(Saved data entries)
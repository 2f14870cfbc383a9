//! Client-side session token expiry check.
//!
//! This is advisory only: the signature segment is never inspected, so a
//! forged token with a future `exp` passes. The backend remains the authority.

use base64::alphabet;
use base64::engine::{DecodePaddingMode, Engine, GeneralPurpose, GeneralPurposeConfig};
use chrono::Utc;
use serde_json::Value;

use crate::error::PikPakError;
use crate::types::SizeValue;

/// Standard alphabet, padding optional, stray trailing bits ignored
const LENIENT_STANDARD: GeneralPurpose = GeneralPurpose::new(
    &alphabet::STANDARD,
    GeneralPurposeConfig::new()
        .with_decode_padding_mode(DecodePaddingMode::Indifferent)
        .with_decode_allow_trailing_bits(true),
);

/// Whether `token` is present, decodable, and not past its `exp`.
///
/// Never fails: any decode or parse problem reports the token as invalid.
#[must_use]
pub fn is_token_valid(token: Option<&str>) -> bool {
    is_token_valid_at(token, Utc::now().timestamp())
}

/// [`is_token_valid`] against an explicit clock (Unix seconds)
#[must_use]
#[allow(clippy::cast_precision_loss)]
pub fn is_token_valid_at(token: Option<&str>, now: i64) -> bool {
    let Some(token) = token.filter(|t| !t.is_empty()) else {
        return false;
    };

    match expiry_claim(token) {
        // NaN never compares below the clock
        Ok(Some(exp)) => exp.is_nan() || exp >= now as f64,
        Ok(None) => true,
        Err(e) => {
            tracing::debug!("Treating session token as invalid: {e}");
            false
        }
    }
}

/// The `exp` claim of the token's first segment as a number.
///
/// `None` when the claim is unset: missing, `null`, `false`, `""`, or a
/// numeric `0`/`NaN`. Anything else is coerced, so `"0"` and `[]` become 0
/// and objects become `NaN`.
fn expiry_claim(token: &str) -> Result<Option<f64>, PikPakError> {
    let segment = token.split('.').next().unwrap_or_default();
    let decoded = LENIENT_STANDARD
        .decode(segment.trim())
        .map_err(|e| PikPakError::Serde(format!("token segment is not base64: {e}")))?;
    let claims: Value = serde_json::from_slice(&decoded)
        .map_err(|e| PikPakError::Serde(format!("token segment is not JSON: {e}")))?;

    let exp = match claims {
        Value::Null => return Err(PikPakError::Serde("token claims are null".into())),
        Value::Object(mut map) => map.remove("exp"),
        _ => None,
    };

    Ok(match exp {
        None | Some(Value::Null | Value::Bool(false)) => None,
        Some(Value::Number(n)) => n.as_f64().filter(|e| *e != 0.0 && !e.is_nan()),
        Some(Value::String(s)) if s.is_empty() => None,
        Some(Value::Bool(true)) => Some(1.0),
        Some(Value::Object(_)) => Some(f64::NAN),
        Some(other) => Some(SizeValue::Text(claim_text(&other)).to_number()),
    })
}

/// String form of a claim value, with arrays joined by `,`
fn claim_text(value: &Value) -> String {
    match value {
        Value::Null => String::new(),
        Value::Bool(b) => b.to_string(),
        Value::Number(n) => n.to_string(),
        Value::String(s) => s.clone(),
        Value::Array(items) => items.iter().map(claim_text).collect::<Vec<_>>().join(","),
        Value::Object(_) => "[object Object]".to_string(),
    }
}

- _Task brief_: In full and exactly as written, repeat the data.

- _Solution for this problem_:
repository 2f14870cfbc383a9
//! Client-side session token expiry check.
//!
//! This is advisory only: the signature segment is never inspected, so a
//! forged token with a future `exp` passes. The backend remains the authority.

use base64::alphabet;
use base64::engine::{DecodePaddingMode, Engine, GeneralPurpose, GeneralPurposeConfig};
use chrono::Utc;
use serde_json::Value;

use crate::error::PikPakError;
use crate::types::SizeValue;

/// Standard alphabet, padding optional, stray trailing bits ignored
const LENIENT_STANDARD: GeneralPurpose = GeneralPurpose::new(
    &alphabet::STANDARD,
    GeneralPurposeConfig::new()
        .with_decode_padding_mode(DecodePaddingMode::Indifferent)
        .with_decode_allow_trailing_bits(true),
);

/// Whether `token` is present, decodable, and not past its `exp`.
///
/// Never fails: any decode or parse problem reports the token as invalid.
#[must_use]
pub fn is_token_valid(token: Option<&str>) -> bool {
    is_token_valid_at(token, Utc::now().timestamp())
}

/// [`is_token_valid`] against an explicit clock (Unix seconds)
#[must_use]
#[allow(clippy::cast_precision_loss)]
pub fn is_token_valid_at(token: Option<&str>, now: i64) -> bool {
    let Some(token) = token.filter(|t| !t.is_empty()) else {
        return false;
    };

    match expiry_claim(token) {
        // NaN never compares below the clock
        Ok(Some(exp)) => exp.is_nan() || exp >= now as f64,
        Ok(None) => true,
        Err(e) => {
            tracing::debug!("Treating session token as invalid: {e}");
            false
        }
    }
}

/// The `exp` claim of the token's first segment as a number.
///
/// `None` when the claim is unset: missing, `null`, `false`, `""`, or a
/// numeric `0`/`NaN`. Anything else is coerced, so `"0"` and `[]` become 0
/// and objects become `NaN`.
fn expiry_claim(token: &str) -> Result<Option<f64>, PikPakError> {
    let segment = token.split('.').next().unwrap_or_default();
    let decoded = LENIENT_STANDARD
        .decode(segment.trim())
        .map_err(|e| PikPakError::Serde(format!("token segment is not base64: {e}")))?;
    let claims: Value = serde_json::from_slice(&decoded)
        .map_err(|e| PikPakError::Serde(format!("token segment is not JSON: {e}")))?;

    let exp = match claims {
        Value::Null => return Err(PikPakError::Serde("token claims are null".into())),
        Value::Object(mut map) => map.remove("exp"),
        _ => None,
    };

    Ok(match exp {
        None | Some(Value::Null | Value::Bool(false)) => None,
        Some(Value::Number(n)) => n.as_f64().filter(|e| *e != 0.0 && !e.is_nan()),
        Some(Value::String(s)) if s.is_empty() => None,
        Some(Value::Bool(true)) => Some(1.0),
        Some(Value::Object(_)) => Some(f64::NAN),
        Some(other) => Some(SizeValue::Text(claim_text(&other)).to_number()),
    })
}

/// String form of a claim value, with arrays joined by `,`
fn claim_text(value: &Value) -> String {
    match value {
        Value::Null => String::new(),
        Value::Bool(b) => b.to_string(),
        Value::Number(n) => n.to_string(),
        Value::String(s) => s.clone(),
        Value::Array(items) => items.iter().map(claim_text).collect::<Vec<_>>().join(","),
        Value::Object(_) => "[object Object]".to_string(),
    }
}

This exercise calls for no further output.